Enhancing fibroblast proliferation for wound healing through chemical and physical methods

Abstract

When tissue damaged is incurred a wound healing cascade is activated, consisting of rapid haemostasis, appropriate inflammation, effective proliferation/repair and organised maturation/remodelling which together should led to an appropriate resolution. However in some situations, the wound healing process becomes jammed in a cycle of pathogenic inflammation, leading to the formation of chronic wounds which, through standard treatment fail to resolve accordingly, or relapse. This is a serious issue which costs many lives and billions of euros worldwide. The goal of this study was to delve into the effect of specific chemicals and electromagnetic frequencies on fibroblast proliferation, which is quintessential for normal wound healing as well as the resolution of chronic wounds.
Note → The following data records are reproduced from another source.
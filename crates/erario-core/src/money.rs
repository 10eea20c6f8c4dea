//! Exact fixed-point monetary amounts.
//!
//! Amounts are held as an `i128` scaled by 10^8, so summing millions of rows
//! never introduces rounding error. Parsing is locale-tolerant and never
//! fails: the source data is third-party, and a garbage field is worth zero.

use std::{
  fmt,
  iter::Sum,
  ops::{Add, AddAssign, Neg},
};

use serde::{Serialize, Serializer};

/// Number of fractional decimal digits kept.
pub const SCALE: u32 = 8;

const FACTOR: i128 = 10_i128.pow(SCALE);

/// Longest integer part accepted, leading zeros aside. Larger fields are
/// garbage; at this bound `i128` holds the sum of 10^10 maximal values.
pub const MAX_INT_DIGITS: usize = 20;

/// A monetary amount in fixed point, scaled by 10^[`SCALE`].
#[derive(Debug, Clone, Copy, Default, PartialEq, Eq, PartialOrd, Ord, Hash)]
pub struct Money(i128);

impl Money {
  pub const ZERO: Self = Self(0);

  pub const fn from_scaled(scaled: i128) -> Self { Self(scaled) }

  /// The raw value, scaled by 10^[`SCALE`].
  pub const fn scaled(self) -> i128 { self.0 }

  pub const fn is_zero(self) -> bool { self.0 == 0 }

  /// Parse a locale-formatted amount.
  ///
  /// Accepts `"1.234,56"` (dot thousands, comma decimal), `"1234,56"` and the
  /// canonical `"1234.56"`. Everything except digits, separators and signs is
  /// stripped first. Empty or malformed input yields [`Money::ZERO`].
  /// Fractional digits beyond the eighth are truncated. An integer part
  /// longer than [`MAX_INT_DIGITS`] is treated as malformed.
  pub fn parse(raw: &str) -> Self { parse_scaled(raw).map(Self).unwrap_or(Self::ZERO) }

  /// [`Money::parse`] for an optional field; a missing field is zero.
  pub fn parse_opt(raw: Option<&str>) -> Self { raw.map(Self::parse).unwrap_or(Self::ZERO) }
}

fn parse_scaled(raw: &str) -> Option<i128> {
  let mut s: String = raw
    .trim()
    .chars()
    .filter(|c| c.is_ascii_digit() || matches!(c, '.' | ',' | '-' | '+'))
    .collect();
  if s.is_empty() {
    return Some(0);
  }

  if s.contains(',') {
    if s.contains('.') {
      s.retain(|c| c != '.');
    }
    s = s.replacen(',', ".", 1);
  }

  let (negative, unsigned) = match s.strip_prefix('-') {
    Some(rest) => (true, rest),
    None => (false, s.strip_prefix('+').unwrap_or(&s)),
  };

  let mut parts = unsigned.split('.');
  let int_part = parts.next().unwrap_or("").trim_start_matches('0');
  if int_part.len() > MAX_INT_DIGITS {
    return None;
  }
  let frac_part = parts.next().unwrap_or("");

  let int_value = if int_part.is_empty() { 0 } else { digits(int_part)? };

  let frac_digits = &frac_part[..frac_part.len().min(SCALE as usize)];
  let frac_value = if frac_digits.is_empty() {
    0
  } else {
    digits(frac_digits)? * 10_i128.pow(SCALE - frac_digits.len() as u32)
  };

  let magnitude = int_value.checked_mul(FACTOR)?.checked_add(frac_value)?;
  Some(if negative { -magnitude } else { magnitude })
}

fn digits(s: &str) -> Option<i128> {
  if !s.bytes().all(|b| b.is_ascii_digit()) {
    return None;
  }
  s.parse().ok()
}

/// Shortest canonical form: `.` as decimal point, no thousands separator,
/// trailing fractional zeros removed, no decimal point for whole amounts.
impl fmt::Display for Money {
  fn fmt(&self, f: &mut fmt::Formatter<'_>) -> fmt::Result {
    let sign = if self.0 < 0 { "-" } else { "" };
    let abs = self.0.unsigned_abs();
    let factor = FACTOR as u128;
    let int_part = abs / factor;
    let frac_part = abs % factor;

    if frac_part == 0 {
      return write!(f, "{sign}{int_part}");
    }
    let frac = format!("{frac_part:0width$}", width = SCALE as usize);
    write!(f, "{sign}{int_part}.{}", frac.trim_end_matches('0'))
  }
}

impl Serialize for Money {
  fn serialize<S: Serializer>(&self, serializer: S) -> Result<S::Ok, S::Error> {
    serializer.collect_str(self)
  }
}

impl Add for Money {
  type Output = Self;

  fn add(self, rhs: Self) -> Self { Self(self.0 + rhs.0) }
}

impl AddAssign for Money {
  fn add_assign(&mut self, rhs: Self) { self.0 += rhs.0; }
}

impl Neg for Money {
  type Output = Self;

  fn neg(self) -> Self { Self(-self.0) }
}

impl Sum for Money {
  fn sum<I: Iterator<Item = Self>>(iter: I) -> Self { iter.fold(Self::ZERO, Add::add) }
}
To test the effect of these novel approaches, a scratch assay screening method, as well as MTT proliferation assay were utilized to identify the best chemicals and frequencies and to determine whether the chemicals can be used together in synergistic fashion. The outcome of these experiments, was the identification of potential adjuvant pharmaceutical options for the treatment of chronic wounds in the form of chemical 198 (0.1μM) and chemical 273 (1μM) and Padina Pavonica Extract (PPE) (2ug/ml). However apart from the chemicals, two electromagnetic frequencies were identified as potential adjuvant treatment options and these were the 875 MHz frequency at 20 minutes exposure & 750 MHz frequency at 5 minute exposure and could possibly pave the way to a new and exciting field of electroceuticals, the use of electromagnetic frequencies to manage a pathology, or in this case chronic wound management. However for these chemicals and physical methods to advance from the theoretical to practical, further study is required, to first and foremost ensure that the observed proliferative effect is maintainable and does not cause long term-damage to the Human Dermal Fibroblasts (HDFs).